MENDEFINISIKAN adil atau tidak adil adalah masalah yang bisa sangat merepotkan, karena orang tentu mempertanyakan yang adil itu bagaimana dan apa ukurannya? karena boleh jadi, yang dimaksud adil oleh seseoarang dianggap oleh lainnya tidak adil. Dalam berbagai perspektif pembangunan, keadilan dan pemerataan untuk pembangunan di lihat dari pendekatan distribusi. Dalam masalah ini, nilai aspirasi menjadi objek pembangunan yang menentukan. Pada akhirnya, yang menentukan sasaran tadi adalah masyarakat sendiri.
Mengukur keberhasilan pembangunan tidak bisa disederhanakan dengan hanya menggunakan dua – tiga indikator saja, membandingkan hasil pembangunan dengan hanya membandingkan besarnya GDP antar negara dan quality of life sebagai ukuran perbandingan. Lebih dari itu, juga bagaimana system politik yang bekerja dan paraktek birokasi dalam pemajuan pembangunan ekonomi.
Namun, yang terpenting sesungguhnya ialah ada atau tidak adanya logika yang kuat antara masalah – masalah yang dihubungkan satu dengan yang lainnya. Misalnya, ada atau tidaknya hubungan antara pengejaran pertumbuhan ekonomi yang cepat dengan penurunan ketimpangan sosial yang terjadi ?. Ada atau tidaknya hubungan dinamika politik dengan orientasi pembangunan ?

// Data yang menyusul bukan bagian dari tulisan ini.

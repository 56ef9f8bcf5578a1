//! Landing page route handler.

use askama::Template;
use askama_web::WebTemplate;
use axum::extract::State;
use rand::seq::SliceRandom;
use tower_sessions::Session;
use tracing::instrument;

use segunda_mana_core::display::long_date;
use segunda_mana_core::{Announcement, Notice, stock};

use crate::filters;
use crate::middleware::Flash;
use crate::routes::cart::current_cart;
use crate::routes::shop::ProductCard;
use crate::state::AppState;

/// Products featured on the landing page.
const FEATURED_LIMIT: usize = 8;

/// Announcement display data for templates.
#[derive(Debug, Clone)]
pub struct AnnouncementView {
    pub title: String,
    pub label: String,
    /// Trusted HTML authored in admin.
    pub body: String,
    pub cover: Option<String>,
    pub date: String,
}

impl From<&Announcement> for AnnouncementView {
    fn from(a: &Announcement) -> Self {
        Self {
            title: a.title.clone(),
            label: a.label.clone(),
            body: a.body.clone(),
            cover: a.cover().map(String::from),
            date: a.created_at.map(long_date).unwrap_or_default(),
        }
    }
}

/// Landing page template.
#[derive(Template, WebTemplate)]
#[template(path = "home.html")]
pub struct HomeTemplate {
    pub flash: Option<Notice>,
    pub announcements: Vec<AnnouncementView>,
    pub products: Vec<ProductCard>,
}

/// Display the landing page: active announcements and in-stock products,
/// each in random order.
#[instrument(skip(state, session, flash))]
pub async fn home(
    State(state): State<AppState>,
    session: Session,
    Flash(flash): Flash,
) -> HomeTemplate {
    let (announcements, products, cart) = tokio::join!(
        state.backend().public_announcements(),
        state.backend().customer_products(),
        current_cart(&state, &session),
    );

    let mut announcements: Vec<AnnouncementView> = announcements
        .unwrap_or_else(|e| {
            tracing::warn!("Failed to fetch announcements: {e}");
            Vec::new()
        })
        .iter()
        .filter(|a| a.active)
        .map(AnnouncementView::from)
        .collect();

    let mut products = stock::in_stock(
        products.unwrap_or_else(|e| {
            tracing::warn!("Failed to fetch products: {e}");
            Vec::new()
        }),
        &cart.cart,
    );

    let mut rng = rand::rng();
    announcements.shuffle(&mut rng);
    products.shuffle(&mut rng);

    HomeTemplate {
        flash,
        announcements,
        products: products
            .iter()
            .take(FEATURED_LIMIT)
            .map(ProductCard::from)
            .collect(),
    }
}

North pemenang hadiah nobel dari Washington university (1993) menyatakan adanya proses hubungan antara kerangka kelembagaan dalam mengembangkan suatu perekonomian. Lebih lanjut ia nyatakan system politiklah yang terutama membentuk pranata sosial dan ekonomi.
Maka, semakin jelas duduk persoalannya, bahwa masalah keadilan dan pemerataan yang mempunyai dampak besar terhadap pembangunan mempunyai sangkutan dan hubungan – hubungan yang meluas keseluruh aspek sosial akibat dari system politik. Begitupula dengan temuan daron acemoglu dan james A robinson di dalam bukunya “Mengapa Negara Gagal”. Mereka membandingkan antara negara yang memiliki kondisis geografis dan budaya yang sama, tetapi tingkat kesejahteraan masyarakatnya jauh berbeda. Menurutnya, secara spesifik bahwa pilihan atas system politik dan ekonomi yang inklusif merupakan faktor utama yang mempengaruhi peluang suatu negara untuk merebut kemakmuran dan kelimpahan ekonomi suatu negara.
Pada kenyataannya, dalam praktik kebijakan pembangunan ekonomi, politik kekuasaan lebih dominative dan mengontrol segalanya pada banyak aspek pembangunan sehingga tidak terjadi suasana yang bebas dan transparan, pengawasan sosial yang lemah dan tumpulnya kreatifitas masyarakat. Padahal, pranata sosial dan politik yang mendukung kemajuan adalah suatu pranata dimana berlaku kebebasan, keterbukaan/partisipatif, menjamin hak – hak warganya dan birokrasi yang dikontrol dengan kebijaksanaan sesuai dengan tujuan pembangunan kita.
Praktik kebijakan pembangunan sesungguhnya akan dimengerti jika kita memperhatikan kemajukan dari proses birokrasi, Karena birokrasi bukanlah instrument yang netral, yang hanya punya satu warna. Olehnya, bila terjadi krisis tersembunyi dalam pembangunan, maka krisis itu lebih dulu menimpa birokrasi. Sayangnya, seruan – seruan mengenai perlunya kordinasi antar lembaga pada setiap perumusan kebijakan pembangunan seolah hanya sebuah pemikiran yang absurd dikelolah oleh sekelompok orang untuk dicitrakan tanpa pelibatan penuh pihak – pihak yang kompeten dalam pelaksanaannya.
Kita juga mengamati pembentukan – pembentukan badan/organisasi yang semakin besar jumlahnya telah menimbulkan permasalahan – permasalahannya sendiri. Mekanisme – mekanisme yang dibentuk secara sepihak menyebabkan pejabat pemerintah pada tingkat bawah menjadi rentan terhadap tekanan – tekanan dari kaum elit daerah.
Mekanisme kontrol ini dan penerapan doktrin – doktrin tertentu tidak saja memembus urusan politik, juga menciptakan akumulasi modal dalam berbagai bentuk espansinya. Oleh karena itu, kita hampir – hampir tidak dapat berbicara tentang kebijaksanaan pembangunan dalam bentuk kata jamak/partisipatif.